Vilasrao Deshmukh lived life his way
Former Maharashtra CM was a politician with panache; a master craftsman adept at turning challenges into opportunities
In many ways, the demise of Vilasrao Deshmukh reminds one of the final moments of Hindi movie stalwart Rajkumar, who passed away in 1996 at his Worli Seaface residence after a prolonged illness.
Similar to the actor – who sought complete privacy during his illness and till the last rites were performed – Deshmukh too never made his ailment a topic of public discussion. Many, including several friends, were unaware of his condition till he was airlifted to a hospital in Chennai.
Like relatives of Rajkumar, Deshmukh’s family members too have respected his desire by not speaking about his ailment openly.

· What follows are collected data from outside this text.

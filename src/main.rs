use anyhow::Context;
use sift::cli::init::{self, InitConfig, InitResult};
use sift::cli::output::Output;
use sift::cli::{Cli, Commands};
use sift::research::StartParams;
use sift::utils::toml_config::{ConfigError, LogFormat, SearchBackend, ServerConfig};
use sift::{AppState, SiftConfig, SiftConfigManager, create_app};
use std::path::Path;
use std::sync::Arc;
use tracing_subscriber::{EnvFilter, layer::SubscriberExt, util::SubscriberInitExt};

#[tokio::main]
async fn main() -> anyhow::Result<()> {
    dotenvy::dotenv().ok();

    let cli = Cli::parse_args();
    let output = if cli.no_color {
        Output::no_color()
    } else {
        Output::new()
    };

    match cli.command {
        Some(Commands::Init {
            path,
            force,
            host,
            port,
        }) => match init::run(
            InitConfig {
                path,
                force,
                host,
                port,
            },
            &output,
        ) {
            InitResult::Error(e) => anyhow::bail!("init failed: {}", e),
            InitResult::Success | InitResult::AlreadyExists => Ok(()),
        },
        Some(Commands::Config { validate }) => show_config(&cli.config, validate, &output),
        Some(Commands::Research {
            query,
            sources,
            max_results,
            language,
        }) => {
            let params = StartParams {
                query,
                sources,
                language,
                max_results,
            };
            run_research(&cli.config, params, cli.verbose, &output).await
        }
        None => serve(&cli.config, cli.verbose, cli.watch, &output).await,
    }
}

fn init_tracing(server: &ServerConfig, verbose: bool) {
    let default_level = if verbose { "debug" } else { server.log_level.as_str() };
    let filter =
        EnvFilter::try_from_default_env().unwrap_or_else(|_| EnvFilter::new(default_level));

    let registry = tracing_subscriber::registry().with(filter);
    match server.log_format {
        LogFormat::Json => registry
            .with(tracing_subscriber::fmt::layer().json())
            .init(),
        LogFormat::Pretty => registry.with(tracing_subscriber::fmt::layer()).init(),
    }
}

async fn serve(
    config_path: &Path,
    verbose: bool,
    watch: bool,
    output: &Output,
) -> anyhow::Result<()> {
    let config_manager = Arc::new(
        SiftConfigManager::new(config_path)
            .with_context(|| format!("failed to load {}", config_path.display()))?,
    );
    let config = config_manager.config();

    output.banner();
    init_tracing(&config.server, verbose);

    if watch {
        config_manager
            .start_watching()
            .context("failed to watch configuration file")?;
    }

    let state = AppState::from_config(Arc::clone(&config_manager))?;
    let app = create_app(state);

    let addr = format!("{}:{}", config.server.host, config.server.port);
    let listener = tokio::net::TcpListener::bind(&addr)
        .await
        .with_context(|| format!("failed to bind {}", addr))?;

    tracing::info!(
        address = %addr,
        config = %config_manager.path().display(),
        dataset = %config.dataset.directory.display(),
        max_parallel = config.research.max_parallel,
        "Sift server listening"
    );

    axum::serve(listener, app)
        .with_graceful_shutdown(shutdown_signal())
        .await
        .context("server error")?;

    if watch {
        config_manager.stop_watching();
    }
    tracing::info!("Sift server stopped");
    Ok(())
}

async fn shutdown_signal() {
    if let Err(e) = tokio::signal::ctrl_c().await {
        tracing::error!(error = %e, "Failed to listen for shutdown signal");
        std::future::pending::<()>().await;
    }
    tracing::info!("Shutdown signal received");
}

fn show_config(config_path: &Path, validate: bool, output: &Output) -> anyhow::Result<()> {
    let config = match SiftConfig::load(config_path) {
        Ok(config) => config,
        Err(e) => {
            output.error(&e.to_string());
            if matches!(e, ConfigError::FileNotFound(_)) {
                output.hint("Run 'sift-server init' to create one");
            }
            anyhow::bail!("invalid configuration");
        }
    };

    if validate {
        output.success(&format!("{} is valid", config_path.display()));
        return Ok(());
    }

    output.header("Configuration");
    output.kv("file", &config_path.display().to_string());
    output.kv(
        "listen",
        &format!("{}:{}", config.server.host, config.server.port),
    );
    output.kv("max parallel", &config.research.max_parallel.to_string());
    output.kv(
        "fetch timeout",
        &format!("{}s", config.research.fetch_timeout_secs),
    );
    output.kv("dataset", &config.dataset.directory.display().to_string());
    output.kv(
        "search",
        match config.search.backend {
            SearchBackend::None => "none",
            SearchBackend::DuckDuckGo => "duckduckgo",
            SearchBackend::Remote => "remote",
        },
    );
    output.kv(
        "summarizer",
        if config.summarizer.enabled {
            "enabled"
        } else {
            "disabled"
        },
    );

    output.header("Effective TOML");
    println!("{}", toml::to_string_pretty(&config)?);
    Ok(())
}

async fn run_research(
    config_path: &Path,
    params: StartParams,
    verbose: bool,
    output: &Output,
) -> anyhow::Result<()> {
    let config = match SiftConfig::load(config_path) {
        Ok(config) => config,
        Err(ConfigError::FileNotFound(_)) => {
            output.warning(&format!(
                "{} not found, using defaults",
                config_path.display()
            ));
            SiftConfig::default()
        }
        Err(e) => return Err(e.into()),
    };

    let mut server = config.server.clone();
    if !verbose {
        server.log_level = "warn".to_string();
    }
    init_tracing(&server, verbose);

    let state = AppState::from_config(Arc::new(SiftConfigManager::from_config(config)))?;

    output.header(&format!("Researching \"{}\"", params.query));
    let started = state.orchestrator.start(params).await?;
    output.info(&format!(
        "{} sources resolved, fetching...",
        started.items.len()
    ));

    let finished = state.orchestrator.join(&started.request_id).await?;

    for item in &finished.items {
        output.source_row(
            item.status,
            item.source_type.as_str(),
            &item.title,
            &item.url,
        );
    }

    let detail = finished
        .error
        .clone()
        .unwrap_or_else(|| format!("{} sources", finished.items.len()));
    output.request_summary(finished.status, finished.progress, &detail);

    Ok(())
}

Known for his flamboyant style since his college days in Pune, Deshmukh always preferred to live life on his own terms, irrespective of good and bad phases that came and went during his four-decade long political career that began in 1972. He commenced his social work by engaging himself in distributing supplementary food (sukhda) to people affected during the worst drought (1970-73) the state has ever witnessed.

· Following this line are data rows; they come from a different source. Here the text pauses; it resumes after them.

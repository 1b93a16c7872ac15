//! Colored output helpers for CLI
//!
//! Provides consistent, colored terminal output for the Sift CLI.

use crate::research::{ItemStatus, RequestStatus};
use owo_colors::OwoColorize;

/// Output style configuration
pub struct Output {
    /// Whether to use colored output
    pub colored: bool,
}

impl Default for Output {
    fn default() -> Self {
        Self::new()
    }
}

impl Output {
    /// Create a new output helper with colors enabled
    pub fn new() -> Self {
        Self { colored: true }
    }

    /// Create a new output helper with colors disabled
    pub fn no_color() -> Self {
        Self { colored: false }
    }

    /// Print the Sift banner
    pub fn banner(&self) {
        let title = "Research Source Orchestration Server";
        let version = format!("v{}", env!("CARGO_PKG_VERSION"));
        if self.colored {
            println!(
                "\n   {} {}\n   {} {}\n",
                "┌─┐┬┌─┐┌┬┐".bright_cyan().bold(),
                title.bright_white().bold(),
                "└─┐│├┤  │ ".cyan().bold(),
                version.dimmed()
            );
        } else {
            println!("\n   SIFT {}\n   {}\n", title, version);
        }
    }

    /// Print a success message with a checkmark
    pub fn success(&self, message: &str) {
        if self.colored {
            println!("  {} {}", "✓".green().bold(), message.green());
        } else {
            println!("  [OK] {}", message);
        }
    }

    /// Print an info message
    pub fn info(&self, message: &str) {
        if self.colored {
            println!("  {} {}", "•".blue(), message);
        } else {
            println!("  [INFO] {}", message);
        }
    }

    /// Print a warning message
    pub fn warning(&self, message: &str) {
        if self.colored {
            println!("  {} {}", "⚠".yellow().bold(), message.yellow());
        } else {
            println!("  [WARN] {}", message);
        }
    }

    /// Print an error message
    pub fn error(&self, message: &str) {
        if self.colored {
            eprintln!("  {} {}", "✗".red().bold(), message.red());
        } else {
            eprintln!("  [ERROR] {}", message);
        }
    }

    /// Print a step message (for multi-step operations)
    pub fn step(&self, step_num: u32, total: u32, message: &str) {
        if self.colored {
            println!(
                "  {} {}",
                format!("[{}/{}]", step_num, total).dimmed(),
                message.bright_white()
            );
        } else {
            println!("  [{}/{}] {}", step_num, total, message);
        }
    }

    /// Print a file creation message
    pub fn created(&self, file_type: &str, path: &str) {
        if self.colored {
            println!(
                "  {} {} {}",
                "✓".green().bold(),
                file_type.dimmed(),
                path.bright_white()
            );
        } else {
            println!("  [CREATED] {} {}", file_type, path);
        }
    }

    /// Print a file skipped message
    pub fn skipped(&self, path: &str, reason: &str) {
        if self.colored {
            println!(
                "  {} {} {}",
                "○".yellow(),
                path.dimmed(),
                format!("({})", reason).yellow()
            );
        } else {
            println!("  [SKIPPED] {} ({})", path, reason);
        }
    }

    /// Print a header for a section
    pub fn header(&self, title: &str) {
        if self.colored {
            println!("\n  {}", title.bright_white().bold().underline());
        } else {
            println!("\n  === {} ===", title);
        }
    }

    /// Print a key-value pair
    pub fn kv(&self, key: &str, value: &str) {
        if self.colored {
            println!("    {}: {}", key.dimmed(), value.bright_white());
        } else {
            println!("    {}: {}", key, value);
        }
    }

    /// Print a hint/tip message
    pub fn hint(&self, message: &str) {
        if self.colored {
            println!("\n  {} {}", "💡".dimmed(), message.dimmed().italic());
        } else {
            println!("\n  [TIP] {}", message);
        }
    }

    /// Print a command suggestion
    pub fn command(&self, cmd: &str) {
        if self.colored {
            println!("     {}", format!("$ {}", cmd).bright_cyan());
        } else {
            println!("     $ {}", cmd);
        }
    }

    /// Print completion message with next steps
    pub fn complete(&self, message: &str) {
        if self.colored {
            println!("\n  {} {}", "🚀".green(), message.bright_green().bold());
        } else {
            println!("\n  [DONE] {}", message);
        }
    }

    /// Print one source of a research result: status, category, title and url
    pub fn source_row(&self, status: ItemStatus, category: &str, title: &str, url: &str) {
        let label = fit(status_label(status), 10);
        let category = fit(category, 10);
        let title = fit(title, 48);

        if self.colored {
            let label = match status {
                ItemStatus::Success => label.green().to_string(),
                ItemStatus::Failed => label.red().to_string(),
                ItemStatus::NoContent => label.yellow().to_string(),
                ItemStatus::Pending | ItemStatus::Loading => label.dimmed().to_string(),
            };
            println!("    {} {} {} {}", label, category.cyan(), title, url.dimmed());
        } else {
            println!("    {} {} {} {}", label, category, title, url);
        }
    }

    /// Print the final status line of a research request
    pub fn request_summary(&self, status: RequestStatus, progress: f64, detail: &str) {
        let line = format!(
            "{} ({:.0}%) {}",
            request_label(status),
            progress * 100.0,
            detail
        );
        match status {
            RequestStatus::Completed => self.success(&line),
            RequestStatus::Running => self.info(&line),
            RequestStatus::Failed => self.error(&line),
        }
    }
}

fn status_label(status: ItemStatus) -> &'static str {
    match status {
        ItemStatus::Pending => "pending",
        ItemStatus::Loading => "loading",
        ItemStatus::Success => "success",
        ItemStatus::Failed => "failed",
        ItemStatus::NoContent => "no content",
    }
}

fn request_label(status: RequestStatus) -> &'static str {
    match status {
        RequestStatus::Running => "running",
        RequestStatus::Completed => "completed",
        RequestStatus::Failed => "failed",
    }
}

/// Pad or cut `text` to exactly `width` characters.
fn fit(text: &str, width: usize) -> String {
    let count = text.chars().count();
    if count > width {
        let cut: String = text.chars().take(width.saturating_sub(1)).collect();
        format!("{}…", cut)
    } else {
        format!("{}{}", text, " ".repeat(width - count))
    }
}

#[cfg(test)]
mod tests {
    use super::*;

    #[test]
    fn test_output_no_color() {
        assert!(Output::new().colored);
        assert!(!Output::no_color().colored);
        assert!(Output::default().colored);
    }

    #[test]
    fn test_fit_pads_and_cuts() {
        assert_eq!(fit("abc", 5), "abc  ");
        assert_eq!(fit("abcdef", 4), "abc…");
        assert_eq!(fit("Süddeutsche", 11), "Süddeutsche");
    }

    #[test]
    fn test_status_labels() {
        assert_eq!(status_label(ItemStatus::NoContent), "no content");
        assert_eq!(request_label(RequestStatus::Completed), "completed");
    }

    #[test]
    fn test_output_methods_no_panic() {
        for output in [Output::no_color(), Output::new()] {
            output.banner();
            output.success("test success");
            output.info("test info");
            output.warning("test warning");
            output.error("test error");
            output.step(1, 2, "step message");
            output.created("file", "path/to/file");
            output.skipped("path", "reason");
            output.header("Test Header");
            output.kv("key", "value");
            output.hint("hint message");
            output.command("some command");
            output.complete("complete message");
            output.source_row(ItemStatus::Failed, "news", "A long title", "https://x");
            output.request_summary(RequestStatus::Completed, 1.0, "3 sources");
        }
    }
}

Being a fellow Laturkar, and later as a journalist, I have had the opportunity to observe him and follow his political career closely. He was an astute and alert man, and because of this Latur MLA Shivraj Patil nominated him as his successor for the assembly constituency. While Patil fought and won the Latur Lok Sabha seat in 1980, Deshmukh made it to the state assembly for the first time.
I met him on a few occasions in my school days. The younger generation from Latur was impressed by his personality and savoir-faire. His contribution towards securing the then CM AR Antulay’s sanction for a separate Latur district awed many. I remember he was the most sought after chief guest for annual day functions at colleges in and around Latur because of his deportment, charm and oratorical skills.
He remained encircled by party workers and netas in his hometown. During our college days in Pune, he was a frequent visitor to Marathwada Mitra Mandal’s hostel and the institute founded by his political mentor SB Chavan. Once he spent an entire day with the students of Marathwada region and attended a few functions as per their choice.
He had many critics for his perceived casual approach towards state issues and lack of earnestness. But Deshmukh had a penchant for championing the development of his hometown. Soon after Latur became district headquarters, it zoomed past neighbouring Osmanabad and Beed in terms of development. He was keen on turning Latur-Miraj narrow gauge railway line into a broad gauge, and amended rules of state-run Employment Guarantee Scheme (EGS) to speed up the rail work and the local airstrip. During his days as CM, he saw one of his dreams come true – of connecting Latur with Mumbai by air.
Such was his fondness for his birthplace that he ensured the expansion of the local Maharashtra Industrial Development Corporation (MIDC), invited a few industrial houses to set up their units, and ensured establishment of regional-level offices of various departments of the government. Today, if the city of Latur aspires to become a divisional revenue control centre, it is because of his labours alone.
His circle of friends was carefully chosen. He had a passion for freewheeling chat and cracking jokes. He never cared for comments such as he did not have many supporters in politics. It was also true that until he became CM, he aligned with the anti-Sharad Pawar group headed by SB Chavan with leaders like VN Gadgil, Sudhakarrao Naik etc. He made a number of friends in Mumbai’s world of glamour and glitz.
I witnessed people virtually writing him off during the heydays of Sharad Pawar, his political foe. Once he said it was because of his identity as an opponent of Pawar that he was getting the much-needed political backing from Delhi. Though he was known as a disciple of late SB Chavan, his mannerisms, deportment resembled ex-CM AR Antulay.
Deshmukh was projected by the media as a potential candidate for the CM’s post in the late 1980s. He made many friends in the higher echelons of the media. He once stumped scribes saying that his work starts after reporters finish theirs. I witnessed his shrewdness during his first term as CM (1999-2003), when he decided to drop a few cabinet members and executed the operation post 11 at night, just to avoid media attention. And even in his last moments he kept us guessing.